7cloud.asia – Banyak orangtua yang tidak menyadari bahwa sebenarnya anak sejak bayi sudah akrab dengan sains.
Anak-anak belajar sains secara alami seperti menjatuhkan benda, bermain bola atau mainan lainnya saat bayi mandi di bak mandinya, memercikkan air ketika mandi di dalam bak mandi.
Cara-cara sederhana seperti itu kerap dilakukan anak, dan orangtua seharusnya mendukung serta membimbing mereka agar bisa membuat penemuan baru lainnya.
Baca: Mengapa tes calistung dihapus dari seleksi masuk SD
Mekansir laman Unicef, beberapa cara yang dapat orangtua lakukan agar anak belajar sains sejak dini dan menjadi ilmuwan kecil, yaitu:
1. Biarkan anak memimpin
Orangtua melihat apa yang menarik minat si kecil secara alami. Seperti bermain puzzle, biarkan si kecil mencoba dengan berbagai cara untuk memasang potongan puzzle.
Beri mereka kesempatan untuk mencari tahu sendiri masalahnya dan jika mereka mengalami kebuntuan, maka bantulah menyelesaikannya.
2. Ajak anak berbincang soal sains
Orangtua juga dapat mengajak anak berbicara tentang apa yang terjadi saat mereka bermain dan bereksperimen.
Misalnya, saat anak mandi di dalam bak mandi sambil memasukkan bola dan beberapa mainannya.
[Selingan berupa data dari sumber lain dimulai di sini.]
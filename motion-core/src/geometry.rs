//! # Geometry 模块
//!
//! 位置、矩形与视口。
//!
//! 元素的 `Rect` 使用**文档坐标**（不随滚动变化），
//! 视口相关的判断通过 `Viewport` 的滚动偏移换算。

use serde::{Deserialize, Serialize};

/// 二维向量
#[derive(Debug, Clone, Copy, PartialEq, Default, Serialize, Deserialize)]
pub struct Vec2 {
    pub x: f32,
    pub y: f32,
}

impl Vec2 {
    /// 创建新的向量
    pub const fn new(x: f32, y: f32) -> Self {
        Self { x, y }
    }

    /// 线性插值
    pub fn lerp(self, other: Self, t: f32) -> Self {
        Self {
            x: self.x + (other.x - self.x) * t,
            y: self.y + (other.y - self.y) * t,
        }
    }
}

impl From<(f32, f32)> for Vec2 {
    fn from((x, y): (f32, f32)) -> Self {
        Self { x, y }
    }
}

/// 轴对齐矩形
#[derive(Debug, Clone, Copy, PartialEq, Default, Serialize, Deserialize)]
pub struct Rect {
    pub x: f32,
    pub y: f32,
    pub width: f32,
    pub height: f32,
}

impl Rect {
    pub const fn new(x: f32, y: f32, width: f32, height: f32) -> Self {
        Self {
            x,
            y,
            width,
            height,
        }
    }

    pub fn top(&self) -> f32 {
        self.y
    }

    pub fn bottom(&self) -> f32 {
        self.y + self.height
    }

    pub fn left(&self) -> f32 {
        self.x
    }

    pub fn right(&self) -> f32 {
        self.x + self.width
    }

    /// 矩形中心
    pub fn center(&self) -> Vec2 {
        Vec2::new(self.x + self.width / 2.0, self.y + self.height / 2.0)
    }

    /// 平移
    pub fn translated(&self, dx: f32, dy: f32) -> Self {
        Self {
            x: self.x + dx,
            y: self.y + dy,
            ..*self
        }
    }
}

/// 视口
///
/// `scroll_x` / `scroll_y` 为文档滚动偏移。
#[derive(Debug, Clone, Copy, PartialEq, Default, Serialize, Deserialize)]
pub struct Viewport {
    pub width: f32,
    pub height: f32,
    #[serde(default)]
    pub scroll_x: f32,
    #[serde(default)]
    pub scroll_y: f32,
}

impl Viewport {
    /// 创建未滚动的视口
    pub const fn new(width: f32, height: f32) -> Self {
        Self {
            width,
            height,
            scroll_x: 0.0,
            scroll_y: 0.0,
        }
    }

    /// 设置纵向滚动偏移
    pub fn with_scroll_y(mut self, scroll_y: f32) -> Self {
        self.scroll_y = scroll_y;
        self
    }

    /// 将文档坐标矩形换算为视口坐标
    pub fn to_viewport(&self, rect: &Rect) -> Rect {
        rect.translated(-self.scroll_x, -self.scroll_y)
    }
}

/// 元素相对视口的位置信息
#[derive(Debug, Clone, Copy, PartialEq, Serialize)]
pub struct ElementPosition {
    pub top: f32,
    pub left: f32,
    pub bottom: f32,
    pub right: f32,
    pub width: f32,
    pub height: f32,
    pub center_x: f32,
    pub center_y: f32,
}

/// 计算元素相对视口的位置
pub fn element_position(rect: &Rect, viewport: &Viewport) -> ElementPosition {
    let r = viewport.to_viewport(rect);
    ElementPosition {
        top: r.top(),
        left: r.left(),
        bottom: r.bottom(),
        right: r.right(),
        width: r.width,
        height: r.height,
        center_x: r.left() + r.width / 2.0,
        center_y: r.top() + r.height / 2.0,
    }
}

/// 元素是否在视口内
///
/// `threshold` 为允许超出视口的比例（相对元素自身尺寸），默认使用 0.1。
pub fn is_in_viewport(rect: &Rect, viewport: &Viewport, threshold: f32) -> bool {
    let r = viewport.to_viewport(rect);
    r.top() >= -r.height * threshold
        && r.left() >= -r.width * threshold
        && r.bottom() <= viewport.height + r.height * threshold
        && r.right() <= viewport.width + r.width * threshold
}

#[cfg(test)]
mod tests {
    use super::*;

    #[test]
    fn test_vec2_lerp() {
        let a = Vec2::new(0.0, 10.0);
        let b = Vec2::new(10.0, 20.0);
        assert_eq!(a.lerp(b, 0.5), Vec2::new(5.0, 15.0));
    }

    #[test]
    fn test_element_position_follows_scroll() {
        let rect = Rect::new(10.0, 500.0, 100.0, 50.0);
        let viewport = Viewport::new(800.0, 600.0).with_scroll_y(200.0);

        let pos = element_position(&rect, &viewport);
        assert_eq!(pos.top, 300.0);
        assert_eq!(pos.bottom, 350.0);
        assert_eq!(pos.center_x, 60.0);
        assert_eq!(pos.center_y, 325.0);
    }

    #[test]
    fn test_is_in_viewport() {
        let viewport = Viewport::new(800.0, 600.0);

        assert!(is_in_viewport(&Rect::new(0.0, 100.0, 100.0, 100.0), &viewport, 0.1));
        // 下方超出太多
        assert!(!is_in_viewport(&Rect::new(0.0, 580.0, 100.0, 100.0), &viewport, 0.1));
        // 在阈值范围内
        assert!(is_in_viewport(&Rect::new(0.0, 505.0, 100.0, 100.0), &viewport, 0.1));
    }
}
Ajukan mereka pertanyaan agar mendapatkan pemahaman yang lebih dalam – “Mengapa menurut Anda mainan itu tetap berada di atas air dan yang lainnya tenggelam?”
Baca: Menumbuhkan motivasi belajar pada anak
3. Ajak anak ke luar mengenali lingkungan
Ada banyak hal yang bisa dijumpai dan dipelajari saat mengajak anak untuk sekadar berjalan-jalan.
Misalnya Anda mengajak bermain ke taman. Anda dapat membicarakan tentang hewan apa yang Anda lihat, seperti apa cuacanya, dan tanaman apa yang tumbuh.
Sentuh daun dan bebatuan dengan lembut, dengarkan suara hewan dan ajak anak untuk menceritakan pengalaman yang alami.
Ajak anak berbincang dan mengeksplorasi mengapa daun dan bunga memiliki warna dan bau yang berbeda.
Baca: Mengapa pendidikan montessori makin diminati
Orangtua juga dapat membicarakan cuaca dengan anak. Misalnya ketika hujan turun. Mengapa itu bisa terjadi?
Biarkan anak berpikir dengan jawabannya sendiri. Anda dapat membantu menjelaskan proses terjadinya hujan kepada mereka.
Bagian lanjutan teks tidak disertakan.